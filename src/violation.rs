// src/violation.rs

use crate::types::{Reservation, Spot};

/// Uppercase ASCII alphanumerics only; None when nothing is left.
pub fn normalize_plate(text: &str) -> Option<String> {
    let filtered: String = text
        .chars()
        .filter(|c| c.is_ascii_alphanumeric())
        .map(|c| c.to_ascii_uppercase())
        .collect();
    if filtered.is_empty() {
        None
    } else {
        Some(filtered)
    }
}

#[derive(Debug, Clone, PartialEq, Eq)]
pub struct Authorization {
    pub reserved: bool,
    /// Normalised plates allowed to park, sorted and de-duplicated.
    pub allowed: Vec<String>,
}

/// Reserved if permanently reserved or under an active reservation.
/// Allowed plates are the spot's list plus the reservation holder's plate.
pub fn authorization_for(spot: &Spot, reservation: Option<&Reservation>) -> Authorization {
    let mut allowed: Vec<String> = spot
        .authorized_plates
        .iter()
        .filter_map(|p| normalize_plate(p))
        .collect();

    if let Some(norm) = reservation.and_then(|r| {
        r.plate_norm
            .as_deref()
            .and_then(normalize_plate)
            .or_else(|| normalize_plate(&r.plate))
    }) {
        allowed.push(norm);
    }

    allowed.sort();
    allowed.dedup();

    Authorization {
        reserved: spot.reserved || reservation.is_some(),
        allowed,
    }
}

impl Authorization {
    /// Flagged only for a reserved spot with a non-empty allow list and a
    /// plate that is missing or not on it.
    pub fn is_violation(&self, plate: Option<&str>) -> bool {
        if !self.reserved || self.allowed.is_empty() {
            return false;
        }
        match plate.and_then(normalize_plate) {
            Some(norm) => !self.allowed.iter().any(|a| *a == norm),
            None => true,
        }
    }

    pub fn permits(&self, plate: &str) -> bool {
        normalize_plate(plate)
            .map(|norm| self.allowed.iter().any(|a| *a == norm))
            .unwrap_or(false)
    }
}

#[cfg(test)]
mod tests {
    use super::*;
    use chrono::{Duration, Utc};
    use uuid::Uuid;

    fn spot(reserved: bool, plates: &[&str]) -> Spot {
        Spot {
            name: "A1".to_string(),
            polygon: vec![],
            reserved,
            authorized_plates: plates.iter().map(|p| p.to_string()).collect(),
        }
    }

    fn reservation(plate: &str) -> Reservation {
        let now = Utc::now();
        Reservation {
            id: Uuid::new_v4(),
            spot: "A1".to_string(),
            plate: plate.to_string(),
            plate_norm: normalize_plate(plate),
            reserved_by: Some("driver@example.com".to_string()),
            created_at: now,
            expires_at: now + Duration::hours(1),
        }
    }

    #[test]
    fn test_normalize_plate() {
        assert_eq!(normalize_plate("abc-1d23"), Some("ABC1D23".to_string()));
        assert_eq!(normalize_plate(" ab 12 cd "), Some("AB12CD".to_string()));
        assert_eq!(normalize_plate("--- "), None);
        assert_eq!(normalize_plate(""), None);
    }

    #[test]
    fn test_violation_rules() {
        let auth = authorization_for(&spot(true, &["AB12CD"]), None);
        assert!(auth.is_violation(Some("XX99ZZ")));
        assert!(!auth.is_violation(Some("AB12CD")));
        assert!(!auth.is_violation(Some("ab-12 cd")));
        assert!(auth.is_violation(None));
        assert!(auth.is_violation(Some("??")));
    }

    #[test]
    fn test_empty_allow_list_never_violates() {
        let auth = authorization_for(&spot(true, &[]), None);
        assert!(auth.reserved);
        assert!(!auth.is_violation(Some("XX99ZZ")));
        assert!(!auth.is_violation(None));
    }

    #[test]
    fn test_unreserved_never_violates() {
        let auth = authorization_for(&spot(false, &["AB12CD"]), None);
        assert!(!auth.reserved);
        assert!(!auth.is_violation(Some("XX99ZZ")));
    }

    #[test]
    fn test_reservation_adds_holder_plate() {
        let s = spot(false, &[]);
        let r = reservation("qwe-9876");
        let auth = authorization_for(&s, Some(&r));
        assert!(auth.reserved);
        assert_eq!(auth.allowed, vec!["QWE9876".to_string()]);
        assert!(!auth.is_violation(Some("QWE9876")));
        assert!(auth.is_violation(Some("ZZZ0000")));
        assert!(auth.permits("qwe 9876"));
    }
}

========================================

* _TRY IT_
Please give a count of the lines in the records where the word "bool" occurs, with nothing besides it.

* _RESULT OF THE TASK_
4